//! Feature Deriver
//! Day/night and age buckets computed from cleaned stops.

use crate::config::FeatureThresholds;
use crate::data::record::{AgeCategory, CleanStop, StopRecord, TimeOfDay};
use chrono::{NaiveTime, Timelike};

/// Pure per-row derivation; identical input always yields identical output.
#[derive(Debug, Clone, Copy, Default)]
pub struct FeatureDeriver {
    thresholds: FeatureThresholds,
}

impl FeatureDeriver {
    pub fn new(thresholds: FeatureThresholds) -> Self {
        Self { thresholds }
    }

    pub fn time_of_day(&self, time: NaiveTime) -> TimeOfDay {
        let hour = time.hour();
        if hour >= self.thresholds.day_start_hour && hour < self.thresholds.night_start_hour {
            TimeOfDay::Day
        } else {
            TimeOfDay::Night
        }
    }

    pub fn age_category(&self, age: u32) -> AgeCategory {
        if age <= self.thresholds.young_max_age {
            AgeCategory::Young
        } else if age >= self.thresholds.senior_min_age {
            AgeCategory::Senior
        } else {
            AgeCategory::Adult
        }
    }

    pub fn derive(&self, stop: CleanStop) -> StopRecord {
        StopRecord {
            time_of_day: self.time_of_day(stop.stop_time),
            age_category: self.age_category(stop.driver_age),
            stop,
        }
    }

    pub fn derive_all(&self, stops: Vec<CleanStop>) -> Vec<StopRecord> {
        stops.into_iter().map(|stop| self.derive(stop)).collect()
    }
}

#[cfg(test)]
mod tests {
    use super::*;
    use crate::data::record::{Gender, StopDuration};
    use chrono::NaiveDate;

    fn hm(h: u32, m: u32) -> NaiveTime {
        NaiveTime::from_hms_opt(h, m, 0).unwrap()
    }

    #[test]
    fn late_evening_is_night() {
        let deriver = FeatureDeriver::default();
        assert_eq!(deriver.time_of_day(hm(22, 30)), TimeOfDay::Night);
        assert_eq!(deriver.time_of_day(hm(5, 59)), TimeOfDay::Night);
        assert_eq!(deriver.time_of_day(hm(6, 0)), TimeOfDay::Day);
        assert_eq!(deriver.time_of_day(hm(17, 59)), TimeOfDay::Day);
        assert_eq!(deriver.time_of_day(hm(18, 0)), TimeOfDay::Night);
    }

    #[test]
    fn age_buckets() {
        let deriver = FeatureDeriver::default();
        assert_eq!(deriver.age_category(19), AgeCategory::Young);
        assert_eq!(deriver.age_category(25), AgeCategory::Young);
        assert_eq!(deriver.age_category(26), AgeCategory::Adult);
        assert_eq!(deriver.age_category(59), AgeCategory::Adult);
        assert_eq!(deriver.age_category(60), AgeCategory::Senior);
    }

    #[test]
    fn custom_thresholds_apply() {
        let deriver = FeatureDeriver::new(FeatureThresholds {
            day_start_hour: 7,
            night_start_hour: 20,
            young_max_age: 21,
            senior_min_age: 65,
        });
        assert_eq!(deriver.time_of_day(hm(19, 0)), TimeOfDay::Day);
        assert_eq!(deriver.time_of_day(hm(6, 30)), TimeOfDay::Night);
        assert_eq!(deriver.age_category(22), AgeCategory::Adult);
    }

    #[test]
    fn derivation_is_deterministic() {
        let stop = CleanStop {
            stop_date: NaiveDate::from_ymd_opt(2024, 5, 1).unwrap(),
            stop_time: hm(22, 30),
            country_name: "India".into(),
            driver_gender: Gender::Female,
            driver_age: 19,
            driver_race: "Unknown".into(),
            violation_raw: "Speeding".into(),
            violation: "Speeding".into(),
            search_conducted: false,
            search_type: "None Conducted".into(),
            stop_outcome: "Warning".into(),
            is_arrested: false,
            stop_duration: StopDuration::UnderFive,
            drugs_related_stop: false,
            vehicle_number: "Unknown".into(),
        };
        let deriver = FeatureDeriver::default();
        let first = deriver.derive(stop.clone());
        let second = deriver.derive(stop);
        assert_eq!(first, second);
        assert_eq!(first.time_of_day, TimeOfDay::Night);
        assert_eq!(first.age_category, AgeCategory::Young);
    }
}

+++

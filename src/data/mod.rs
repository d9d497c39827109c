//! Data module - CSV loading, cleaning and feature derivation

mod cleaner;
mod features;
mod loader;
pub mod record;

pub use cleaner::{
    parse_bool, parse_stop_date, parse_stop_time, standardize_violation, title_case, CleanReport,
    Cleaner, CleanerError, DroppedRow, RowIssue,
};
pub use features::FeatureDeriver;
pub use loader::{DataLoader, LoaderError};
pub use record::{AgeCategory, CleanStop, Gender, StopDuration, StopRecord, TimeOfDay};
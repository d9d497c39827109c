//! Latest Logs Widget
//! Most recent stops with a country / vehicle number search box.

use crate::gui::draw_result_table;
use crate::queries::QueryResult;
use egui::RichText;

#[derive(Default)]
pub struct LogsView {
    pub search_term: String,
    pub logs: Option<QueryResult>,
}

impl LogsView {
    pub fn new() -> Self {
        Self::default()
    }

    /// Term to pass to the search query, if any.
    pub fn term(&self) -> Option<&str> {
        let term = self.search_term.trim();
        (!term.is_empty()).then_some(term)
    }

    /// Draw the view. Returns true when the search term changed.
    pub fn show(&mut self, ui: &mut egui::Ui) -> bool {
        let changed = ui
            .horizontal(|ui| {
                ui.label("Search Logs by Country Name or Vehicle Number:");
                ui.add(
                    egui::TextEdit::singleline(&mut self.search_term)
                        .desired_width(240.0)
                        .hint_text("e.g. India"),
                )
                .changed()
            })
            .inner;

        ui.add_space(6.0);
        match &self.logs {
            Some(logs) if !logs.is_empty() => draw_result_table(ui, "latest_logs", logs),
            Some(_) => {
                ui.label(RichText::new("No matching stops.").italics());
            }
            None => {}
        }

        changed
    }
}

+++

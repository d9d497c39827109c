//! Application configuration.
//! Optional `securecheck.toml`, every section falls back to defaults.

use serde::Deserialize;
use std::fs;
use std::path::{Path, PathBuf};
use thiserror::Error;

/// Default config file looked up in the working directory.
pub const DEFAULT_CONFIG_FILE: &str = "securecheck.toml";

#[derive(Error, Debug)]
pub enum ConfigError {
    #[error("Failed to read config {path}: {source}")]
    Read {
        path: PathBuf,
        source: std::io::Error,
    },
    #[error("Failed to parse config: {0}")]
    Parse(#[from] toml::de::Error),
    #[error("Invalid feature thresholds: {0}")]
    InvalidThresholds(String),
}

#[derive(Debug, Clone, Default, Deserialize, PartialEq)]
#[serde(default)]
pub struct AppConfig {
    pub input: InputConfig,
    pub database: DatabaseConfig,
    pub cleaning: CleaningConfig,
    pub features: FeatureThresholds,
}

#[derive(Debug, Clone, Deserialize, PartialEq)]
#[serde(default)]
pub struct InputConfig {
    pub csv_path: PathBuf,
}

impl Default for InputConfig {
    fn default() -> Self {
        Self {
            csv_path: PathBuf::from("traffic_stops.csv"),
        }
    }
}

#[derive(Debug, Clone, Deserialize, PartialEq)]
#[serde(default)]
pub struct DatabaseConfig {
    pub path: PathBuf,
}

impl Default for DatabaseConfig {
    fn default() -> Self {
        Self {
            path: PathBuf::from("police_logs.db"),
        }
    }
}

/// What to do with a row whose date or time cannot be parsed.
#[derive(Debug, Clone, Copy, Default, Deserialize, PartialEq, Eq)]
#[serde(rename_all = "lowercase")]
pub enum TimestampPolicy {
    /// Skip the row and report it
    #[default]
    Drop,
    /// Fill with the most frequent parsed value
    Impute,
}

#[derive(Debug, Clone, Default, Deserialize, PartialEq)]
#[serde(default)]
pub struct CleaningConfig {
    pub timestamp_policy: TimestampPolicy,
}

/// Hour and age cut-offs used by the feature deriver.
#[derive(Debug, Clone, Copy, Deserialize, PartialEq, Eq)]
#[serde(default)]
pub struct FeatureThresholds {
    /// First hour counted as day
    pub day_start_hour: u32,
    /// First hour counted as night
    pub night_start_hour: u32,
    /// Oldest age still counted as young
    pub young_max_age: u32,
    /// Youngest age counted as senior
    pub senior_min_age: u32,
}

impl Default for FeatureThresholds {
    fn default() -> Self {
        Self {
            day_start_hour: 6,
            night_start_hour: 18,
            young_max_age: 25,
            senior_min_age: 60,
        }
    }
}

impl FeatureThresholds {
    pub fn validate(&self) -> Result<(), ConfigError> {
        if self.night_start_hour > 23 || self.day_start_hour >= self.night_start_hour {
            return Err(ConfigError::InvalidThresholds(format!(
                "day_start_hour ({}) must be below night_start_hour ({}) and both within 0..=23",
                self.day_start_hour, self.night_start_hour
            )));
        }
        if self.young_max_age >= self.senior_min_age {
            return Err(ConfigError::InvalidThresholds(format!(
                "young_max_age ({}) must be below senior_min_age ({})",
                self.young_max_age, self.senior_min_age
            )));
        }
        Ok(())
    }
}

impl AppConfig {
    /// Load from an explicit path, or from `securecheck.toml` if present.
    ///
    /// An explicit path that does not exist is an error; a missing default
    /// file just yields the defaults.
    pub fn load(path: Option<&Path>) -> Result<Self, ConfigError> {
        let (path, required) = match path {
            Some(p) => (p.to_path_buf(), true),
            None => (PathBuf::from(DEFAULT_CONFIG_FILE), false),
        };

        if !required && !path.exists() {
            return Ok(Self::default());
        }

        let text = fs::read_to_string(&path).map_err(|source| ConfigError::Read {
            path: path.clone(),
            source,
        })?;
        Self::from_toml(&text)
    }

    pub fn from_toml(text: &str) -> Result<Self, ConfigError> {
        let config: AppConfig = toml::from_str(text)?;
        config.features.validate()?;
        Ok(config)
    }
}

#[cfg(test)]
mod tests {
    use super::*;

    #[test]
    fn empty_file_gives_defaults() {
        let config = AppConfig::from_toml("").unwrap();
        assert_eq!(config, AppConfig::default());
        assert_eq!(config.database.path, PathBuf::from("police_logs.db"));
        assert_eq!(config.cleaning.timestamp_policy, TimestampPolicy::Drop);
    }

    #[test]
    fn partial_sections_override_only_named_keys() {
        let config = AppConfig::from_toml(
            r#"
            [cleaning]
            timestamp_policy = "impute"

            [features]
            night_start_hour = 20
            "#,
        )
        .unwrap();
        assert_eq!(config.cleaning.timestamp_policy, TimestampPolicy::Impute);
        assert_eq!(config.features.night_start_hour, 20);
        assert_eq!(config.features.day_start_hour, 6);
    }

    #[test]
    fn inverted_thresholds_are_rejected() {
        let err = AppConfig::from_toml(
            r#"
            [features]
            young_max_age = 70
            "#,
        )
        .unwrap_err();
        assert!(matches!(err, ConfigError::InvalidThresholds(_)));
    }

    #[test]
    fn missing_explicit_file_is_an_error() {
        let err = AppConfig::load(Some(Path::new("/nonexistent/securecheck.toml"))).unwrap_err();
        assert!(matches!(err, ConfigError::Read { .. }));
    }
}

+++

§ Task
In the records above, how many lines contain the word "yields"? Give the number alone.

§ Result
2